Arriviamo finalmente a Casa Mia che, aperta a marzo 2017, ha acquisito già una notorietà non solo in tutto il Friuli ma anche al di fuori: qual è l’ispirazione di questo luogo?
“Casa Mia è lo sviluppo dell’idea prodromica dei Farroni, per questo chi viene qui trova le tre opzioni: la plant-based ovvero vegana, vegetariana e carnivora. Qui si respira energia positiva, anche per questo il lavoro va molto bene. Lo staff che ho voluto accanto a me rispecchia, con la sua cortesia, il suo sorriso e la preparazione, l’atmosfera di Casa Mia. Io non posso definirmi un cuoco, o meglio non posso dire di fare il cuoco, bensì offro benessere. In questo momento mi sono focalizzato anche sull’alimentazione rivolta a chi soffre di alcune patologie, come morbo di Crohn, diabete, Parkinson, malattie legate sia all’aspetto psicologico sia a quello alimentare. Tramite un adeguato supporto con il cibo giusto si possono mantenere sotto controllo le malattie”.

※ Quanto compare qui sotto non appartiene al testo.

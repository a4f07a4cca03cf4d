//! Shared path manipulation utilities.

use std::env;
use std::path::{Component, Path, PathBuf};

use crate::core::errors::{MeshfsError, Result};

/// Normalize a scan root: expand a leading `~`, and treat any path that does
/// not start with `/` or `~` as relative to the home directory.
///
/// This differs from resolving relative to the current working directory —
/// a LAN-facing scan service has no meaningful "current directory" of its
/// own, and callers are expected to pass paths the way a user would type
/// them on their own machine (`~`, `~/Projects`, `/absolute/path`).
pub fn normalize_root(path: &str) -> Result<PathBuf> {
    let expanded = if let Some(rest) = path.strip_prefix('~') {
        let home = home_dir()?;
        if rest.is_empty() {
            home
        } else {
            home.join(rest.trim_start_matches('/'))
        }
    } else if path.starts_with('/') {
        PathBuf::from(path)
    } else {
        home_dir()?.join(path)
    };

    Ok(normalize_syntactic(&expanded))
}

/// Resolve the current user's home directory.
pub fn home_dir() -> Result<PathBuf> {
    env::var_os("HOME")
        .map(PathBuf::from)
        .filter(|p| !p.as_os_str().is_empty())
        .ok_or(MeshfsError::NoHomeDirectory)
}

/// Collapse `.`/`..` components without touching the filesystem.
///
/// Scan roots are not required to exist at normalization time (a missing
/// root simply yields an error-carrying `Bucket` later), so normalization
/// must stay purely syntactic rather than calling `fs::canonicalize`.
fn normalize_syntactic(path: &Path) -> PathBuf {
    let mut components = Vec::new();
    for component in path.components() {
        match component {
            Component::Prefix(..) | Component::RootDir | Component::Normal(_) => {
                components.push(component);
            }
            Component::CurDir => {}
            Component::ParentDir => {
                if let Some(Component::Normal(_)) = components.last() {
                    components.pop();
                }
            }
        }
    }
    components.into_iter().collect()
}
//! Filter predicates deciding which directories and files are in scope (C1).

use std::path::Path;

use crate::core::config::ScannerConfig;

/// Whether a directory should be skipped entirely.
///
/// A directory is ignored if its basename or its full path appears in
/// `ignore_dirs`, or if it is hidden (basename starts with `.`) and hidden
/// directories are not being scanned. Directory-name matching is
/// case-sensitive.
pub fn ignore_dir(config: &ScannerConfig, path: &Path, name: &str) -> bool {
    if config.ignore_dirs.contains(name) {
        return true;
    }
    if config.ignore_dirs.contains(&path.to_string_lossy().into_owned()) {
        return true;
    }
    if !config.scan_hidden_dirs && is_hidden(name) {
        return true;
    }
    false
}

/// Whether a file belongs in the scan result.
///
/// Hidden-file policy is applied first; when `search_file_names` and/or
/// `search_file_extensions` are non-empty, the file must additionally match
/// at least one entry of each non-empty set. All name/extension comparisons
/// are case-insensitive.
pub fn consider_file(
    config: &ScannerConfig,
    name: &str,
    search_file_names: Option<&[String]>,
    search_file_extensions: Option<&[String]>,
) -> bool {
    if !config.scan_hidden_files && is_hidden(name) {
        return false;
    }

    let lower_name = name.to_lowercase();

    if let Some(names) = search_file_names
        && !names.is_empty()
        && !names
            .iter()
            .any(|n| lower_name.contains(&n.to_lowercase()))
    {
        return false;
    }

    if let Some(exts) = search_file_extensions
        && !exts.is_empty()
        && !exts
            .iter()
            .any(|ext| lower_name.ends_with(&format!(".{}", ext.to_lowercase())))
    {
        return false;
    }

    true
}

fn is_hidden(name: &str) -> bool {
    name.starts_with('.')
}

#[cfg(test)]
mod tests {
    use super::*;
    use std::path::PathBuf;

    fn config() -> ScannerConfig {
        ScannerConfig::default()
    }

    #[test]
    fn ignores_by_name() {
        let mut cfg = config();
        cfg.ignore_dirs.insert("node_modules".to_string());
        assert!(ignore_dir(&cfg, Path::new("/a/node_modules"), "node_modules"));
        assert!(!ignore_dir(&cfg, Path::new("/a/src"), "src"));
    }

    #[test]
    fn ignores_by_full_path() {
        let mut cfg = config();
        cfg.ignore_dirs
            .insert("/a/b/secret".to_string());
        assert!(ignore_dir(&cfg, &PathBuf::from("/a/b/secret"), "secret"));
    }

    #[test]
    fn hidden_dirs_ignored_unless_enabled() {
        let mut cfg = config();
        cfg.scan_hidden_dirs = false;
        assert!(ignore_dir(&cfg, Path::new("/a/.git"), ".git"));
        cfg.scan_hidden_dirs = true;
        assert!(!ignore_dir(&cfg, Path::new("/a/.git"), ".git"));
    }

    #[test]
    fn hidden_files_excluded_unless_enabled() {
        let mut cfg = config();
        cfg.scan_hidden_files = false;
        assert!(!consider_file(&cfg, ".env", None, None));
        cfg.scan_hidden_files = true;
        assert!(consider_file(&cfg, ".env", None, None));
    }

    #[test]
    fn name_search_is_case_insensitive_substring() {
        let cfg = config();
        let names = vec!["Dog".to_string()];
        assert!(consider_file(&cfg, "my_doggo.png", Some(&names), None));
        assert!(!consider_file(&cfg, "cat.png", Some(&names), None));
    }

    #[test]
    fn extension_search_is_case_insensitive() {
        let cfg = config();
        let exts = vec!["PNG".to_string()];
        assert!(consider_file(&cfg, "photo.png", None, Some(&exts)));
        assert!(consider_file(&cfg, "photo.PNG", None, Some(&exts)));
        assert!(!consider_file(&cfg, "photo.jpg", None, Some(&exts)));
    }

    #[test]
    fn empty_filters_impose_no_constraint() {
        let cfg = config();
        assert!(consider_file(&cfg, "anything.bin", Some(&[]), Some(&[])));
    }

    #[test]
    fn both_name_and_extension_filters_must_match() {
        let cfg = config();
        let names = vec!["report".to_string()];
        let exts = vec!["pdf".to_string()];
        assert!(consider_file(&cfg, "report.pdf", Some(&names), Some(&exts)));
        assert!(!consider_file(&cfg, "report.docx", Some(&names), Some(&exts)));
        assert!(!consider_file(&cfg, "summary.pdf", Some(&names), Some(&exts)));
    }
}
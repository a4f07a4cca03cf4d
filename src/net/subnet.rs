//! Local IPv4 subnet enumeration, filtered to private ranges (C5).

use std::collections::HashSet;
use std::net::Ipv4Addr;

/// An IPv4 network: base address with host bits cleared, plus prefix length.
#[derive(Debug, Clone, Copy, PartialEq, Eq, Hash)]
pub struct Ipv4Subnet {
    pub network: Ipv4Addr,
    pub prefix_len: u8,
}

impl Ipv4Subnet {
    #[must_use]
    pub fn new(address: Ipv4Addr, netmask: Ipv4Addr) -> Self {
        let prefix_len = u32::from(netmask).count_ones() as u8;
        let network = Ipv4Addr::from(u32::from(address) & u32::from(netmask));
        Self {
            network,
            prefix_len,
        }
    }

    /// All usable host addresses in this network (network and broadcast
    /// addresses excluded). Empty for point-to-point (`/31`) and host
    /// (`/32`) networks, which have no broadcast/network split.
    #[must_use]
    pub fn hosts(&self) -> Vec<Ipv4Addr> {
        if self.prefix_len >= 31 {
            return Vec::new();
        }
        let host_bits = 32 - u32::from(self.prefix_len);
        let base = u32::from(self.network);
        let count = 1u32 << host_bits;
        (1..count - 1).map(|i| Ipv4Addr::from(base + i)).collect()
    }
}

/// Whether an address falls in a range this system should ever treat as a
/// LAN peer: excludes loopback, link-local, multicast, unspecified, and
/// anything outside RFC 1918 private space.
#[must_use]
pub fn is_discoverable(addr: Ipv4Addr) -> bool {
    addr.is_private() && !addr.is_loopback() && !addr.is_link_local() && !addr.is_multicast() && !addr.is_unspecified()
}

/// Enumerate every private IPv4 subnet this host is directly attached to.
///
/// # Errors
/// Propagates the underlying OS error from interface enumeration.
pub fn local_subnets() -> std::io::Result<HashSet<Ipv4Subnet>> {
    let interfaces = if_addrs::get_if_addrs()?;
    let mut subnets = HashSet::new();

    for iface in interfaces {
        let if_addrs::IfAddr::V4(v4) = iface.addr else {
            continue;
        };
        if !is_discoverable(v4.ip) {
            continue;
        }
        subnets.insert(Ipv4Subnet::new(v4.ip, v4.netmask));
    }

    Ok(subnets)
}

Una delle novità che ha introdotto a Casa Mia è la cucina crudista, come mai?
“Sto approfondendo l’alimentazione crudista in quanto essa dà tutta l’alimentazione di cui le nostre cellule necessitano: acqua al cui interno troviamo minerali, vitamine…tutto! Il supporto lo fornisce l’alimentazione che non supera i 43 gradi. Per questo a Casa Mia si trovano il kombucha, ricco di thé nero, il kimchi (che si può preparare con tutte le verdure fermentate in acqua e sale, l’acetico della fermentazione è aceto buono, nulla a che vedere con l’aceto classico che bene non fa), il camembert erborinato con processo di fermentazione, frutta secca senza fitati, semi di girasole, tutti germogliati in quanto acquisiscono un potere nutritivo superiore. Ultimamente mi sto focalizzando sull’alimentazione senza glutine e a basso indice glicemico, un’alimentazione in grado di rispondere anche alle numerose situazioni di intolleranze. A Casa Mia si possono trovare piatti legati alla tradizione e piatti legati al menù veg, vegetariano e crudista”.
Nonostante Lei sia vegano e crudista ha deciso comunque di mantenere anche le altre opzioni, come mai?

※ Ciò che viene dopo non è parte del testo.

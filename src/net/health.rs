//! Single-peer health probing (C6).

use std::net::{IpAddr, Ipv4Addr};

use crate::core::config::DiscoveryConfig;

/// Probe one address for a healthy peer.
///
/// Returns `Some(identifier)` when the peer answered `GET <health_path>`
/// with HTTP 200 within the configured deadline — the identifier is the
/// peer's reverse-DNS hostname if one resolves, otherwise its dotted IPv4
/// address. Any timeout, connection failure, or non-200 status is treated
/// as "not a peer", never as an error.
pub async fn probe(client: &reqwest::Client, config: &DiscoveryConfig, addr: Ipv4Addr) -> Option<String> {
    let url = config.health_url(&addr.to_string());

    let response = tokio::time::timeout(config.probe_deadline(), client.get(&url).send())
        .await
        .ok()?
        .ok()?;

    if !response.status().is_success() {
        return None;
    }

    Some(resolve_identifier(addr))
}

fn resolve_identifier(addr: Ipv4Addr) -> String {
    dns_lookup::lookup_addr(&IpAddr::V4(addr))
        .unwrap_or_else(|_| addr.to_string())
}

#[cfg(test)]
mod tests {
    use super::*;
    use wiremock::matchers::{method, path};
    use wiremock::{Mock, MockServer, ResponseTemplate};

    fn config_for(port: u16) -> DiscoveryConfig {
        let mut cfg = DiscoveryConfig::default();
        cfg.port = port;
        cfg
    }

    #[tokio::test]
    async fn healthy_peer_returns_some() {
        let server = MockServer::start().await;
        Mock::given(method("GET"))
            .and(path("/fs/health/"))
            .respond_with(ResponseTemplate::new(200))
            .mount(&server)
            .await;

        let port = server.address().port();
        let cfg = config_for(port);
        let client = reqwest::Client::new();
        let result = probe(&client, &cfg, Ipv4Addr::LOCALHOST).await;
        assert!(result.is_some());
    }

    #[tokio::test]
    async fn non_200_status_is_not_a_peer() {
        let server = MockServer::start().await;
        Mock::given(method("GET"))
            .and(path("/fs/health/"))
            .respond_with(ResponseTemplate::new(503))
            .mount(&server)
            .await;

        let cfg = config_for(server.address().port());
        let client = reqwest::Client::new();
        assert!(probe(&client, &cfg, Ipv4Addr::LOCALHOST).await.is_none());
    }

    #[tokio::test]
    async fn unreachable_port_is_not_a_peer() {
        let cfg = config_for(1); // reserved, nothing listening
        let client = reqwest::Client::new();
        assert!(probe(&client, &cfg, Ipv4Addr::LOCALHOST).await.is_none());
    }

    #[tokio::test]
    async fn slow_peer_past_deadline_is_not_a_peer() {
        let server = MockServer::start().await;
        Mock::given(method("GET"))
            .and(path("/fs/health/"))
            .respond_with(ResponseTemplate::new(200).set_delay(std::time::Duration::from_millis(500)))
            .mount(&server)
            .await;

        let mut cfg = config_for(server.address().port());
        cfg.probe_deadline_ms = 50;
        let client = reqwest::Client::new();
        assert!(probe(&client, &cfg, Ipv4Addr::LOCALHOST).await.is_none());
    }
}
//! Single-directory enumeration ("skim") producing one [`Bucket`] (C2).
//!
//! This never recurses — that is the scan engine's job (`scanner::engine`).
//! It never follows symlinks: `DirEntry::file_type` reflects the entry
//! itself (an `lstat`), so a symlinked directory is neither descended into
//! nor recorded as a child bucket, and a symlinked file is never recorded.

use std::fs;
use std::io::ErrorKind;
use std::path::{Path, PathBuf};

use crate::core::config::ScannerConfig;
use crate::scanner::bucket::Bucket;
use crate::scanner::filter;

/// Search-only filters layered on top of the base scanner config.
#[derive(Debug, Clone, Default)]
pub struct SearchFilters<'a> {
    pub search_file_names: Option<&'a [String]>,
    pub search_file_extensions: Option<&'a [String]>,
}

/// Enumerate a single directory into a [`Bucket`].
///
/// On any enumeration failure (permission denied, path vanished mid-scan,
/// or any other I/O error), the returned bucket carries `error` and no
/// children or files — partial work is discarded, matching the
/// all-or-nothing semantics of a single directory read.
pub fn skim(config: &ScannerConfig, path: &Path, filters: &SearchFilters<'_>) -> Bucket {
    let entries = match fs::read_dir(path) {
        Ok(entries) => entries,
        Err(err) => return Bucket::errored(path.to_path_buf(), describe_io_error(&err)),
    };

    let mut bucket = Bucket::empty(path.to_path_buf());

    for entry in entries {
        let Ok(entry) = entry else {
            continue;
        };
        let Ok(file_type) = entry.file_type() else {
            continue;
        };
        if file_type.is_symlink() {
            continue;
        }

        let name = entry.file_name().to_string_lossy().into_owned();

        if file_type.is_dir() {
            if filter::ignore_dir(config, &entry.path(), &name) {
                continue;
            }
            bucket
                .children
                .insert(name.clone(), Bucket::empty(entry.path()));
        } else if file_type.is_file()
            && filter::consider_file(
                config,
                &name,
                filters.search_file_names,
                filters.search_file_extensions,
            )
        {
            bucket.files.push(name);
        }
    }

    bucket
}

fn describe_io_error(err: &std::io::Error) -> String {
    match err.kind() {
        ErrorKind::NotFound => "path does not exist".to_string(),
        ErrorKind::PermissionDenied => "permission denied".to_string(),
        _ => err.to_string(),
    }
}

/// Resolve a root path to its first [`Bucket`] (the "skim" of the scan
/// root). Used directly by `shallow_scan`; used as the seed step of
/// `deep_scan`/`search_scan` before the worker pool takes over.
pub fn skim_root(config: &ScannerConfig, root: &Path, filters: &SearchFilters<'_>) -> Bucket {
    if !root.exists() {
        return Bucket::errored(root.to_path_buf(), "path does not exist");
    }
    skim(config, root, filters)
}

“Le tre scelte ripercorrono tutto il mio percorso. Tanti clienti apprezzano che in questo locale possano essere accontentate tutte le esigenze e si possa assaggiare anche qualcosa di innovativo e, molto spesso, le persone ritornano proprio per i piatti diversi. Il mio obiettivo è che i clienti conoscano e condividano anche un altro approccio alimentare, un altro tipo di cucina. In Regione non si trovano esempi simili”.

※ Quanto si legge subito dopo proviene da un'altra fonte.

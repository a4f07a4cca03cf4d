//! MESHFS-prefixed error types with structured error codes.

#![allow(missing_docs)]

use std::path::PathBuf;

use thiserror::Error;

/// Shared `Result` alias for the crate.
pub type Result<T> = std::result::Result<T, MeshfsError>;

/// Top-level error type for meshfs.
///
/// Nothing the scan engine or the discovery/fan-out subsystems do during
/// normal operation is fatal — per-directory, per-probe, and per-peer
/// failures are recorded in-band (see the per-directory `Bucket::error` and
/// the per-peer `__error__` pseudo-result). This type exists for the
/// remaining class of failures: malformed configuration and failures that
/// prevent a subsystem from starting at all.
#[derive(Debug, Error)]
pub enum MeshfsError {
    #[error("[MESHFS-1001] invalid configuration: {details}")]
    InvalidConfig { details: String },

    #[error("[MESHFS-1002] missing configuration file: {path}")]
    MissingConfig { path: PathBuf },

    #[error("[MESHFS-1003] configuration parse failure in {context}: {details}")]
    ConfigParse {
        context: &'static str,
        details: String,
    },

    #[error("[MESHFS-2001] could not resolve home directory")]
    NoHomeDirectory,

    #[error("[MESHFS-2101] serialization failure in {context}: {details}")]
    Serialization {
        context: &'static str,
        details: String,
    },

    #[error("[MESHFS-3001] permission denied for {path}")]
    PermissionDenied { path: PathBuf },

    #[error("[MESHFS-3002] IO failure at {path}: {source}")]
    Io {
        path: PathBuf,
        #[source]
        source: std::io::Error,
    },

    #[error("[MESHFS-3003] channel closed in component {component}")]
    ChannelClosed { component: &'static str },

    #[error("[MESHFS-4001] no private IPv4 subnets found on this host")]
    NoSubnets,

    #[error("[MESHFS-3900] runtime failure: {details}")]
    Runtime { details: String },
}

impl MeshfsError {
    /// Stable machine-parseable error code.
    #[must_use]
    pub const fn code(&self) -> &'static str {
        match self {
            Self::InvalidConfig { .. } => "MESHFS-1001",
            Self::MissingConfig { .. } => "MESHFS-1002",
            Self::ConfigParse { .. } => "MESHFS-1003",
            Self::NoHomeDirectory => "MESHFS-2001",
            Self::Serialization { .. } => "MESHFS-2101",
            Self::PermissionDenied { .. } => "MESHFS-3001",
            Self::Io { .. } => "MESHFS-3002",
            Self::ChannelClosed { .. } => "MESHFS-3003",
            Self::NoSubnets => "MESHFS-4001",
            Self::Runtime { .. } => "MESHFS-3900",
        }
    }

    /// Whether retrying might resolve the failure.
    #[must_use]
    pub const fn is_retryable(&self) -> bool {
        matches!(
            self,
            Self::Io { .. } | Self::ChannelClosed { .. } | Self::Runtime { .. }
        )
    }

    /// Convenience constructor for IO errors with a known path.
    #[must_use]
    pub fn io(path: impl Into<PathBuf>, source: std::io::Error) -> Self {
        Self::Io {
            path: path.into(),
            source,
        }
    }
}

impl From<serde_json::Error> for MeshfsError {
    fn from(value: serde_json::Error) -> Self {
        Self::Serialization {
            context: "serde_json",
            details: value.to_string(),
        }
    }
}

impl From<toml::de::Error> for MeshfsError {
    fn from(value: toml::de::Error) -> Self {
        Self::ConfigParse {
            context: "toml",
            details: value.to_string(),
        }
    }
}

La maggior parte dei suoi clienti è vegana, vegetariana o carnivora?
“Non c’è distinzione, un po’ e un po’. Sono conosciuto più come ristorante che fa anche vegano”.
Da vegano, ripensando al suo cammino, è dura dire addio anche a formaggi, uova e tutti i derivati del latte?
“All’inizio puoi sentirne la mancanza, ma dopo, quando li rimangi e ti senti pesante, tendi ad escluderli felicemente e senza alcun rimpianto”.
Approvvigionamenti: un capitolo essenziale. La materia prima da dove arriva?
“Io ho un orticello bio a Udine, in via del Bon. Per il resto mi rifornisco all’azienda agricola Orto di Fede guidata da Luca Virgilio e Federico Lora, miei clienti affezionati: sono proprio loro a ‘testare’ in antemprima le mie creazioni prima che le inserisca nel menù”.
Dalla sua visuale privilegiata, cosa può dirci sulle attuali tendenze alimentari?
“Più vegetariani e meno carnivori. Siamo nell’anno del green. Inevitabilmente lo star bene è collegato a doppio filo con meno carne!”.
Walter, per lei mangiare significa…
“Nutrire se stessi in maniera giusta ed equilibrata. È un nutrimento fisico ma anche spirituale. A Casa Mia la gente si alza da tavola euforica. A dimostrazione che il sano cibo deve iniettare energia, infondere la carica. Quello che faccio io deve essere speciale”.
In linea con il principio socratico che campeggia sulla homepage del suo sito www-walterdri.it: Chi vuol muovere il mondo, muova se stesso.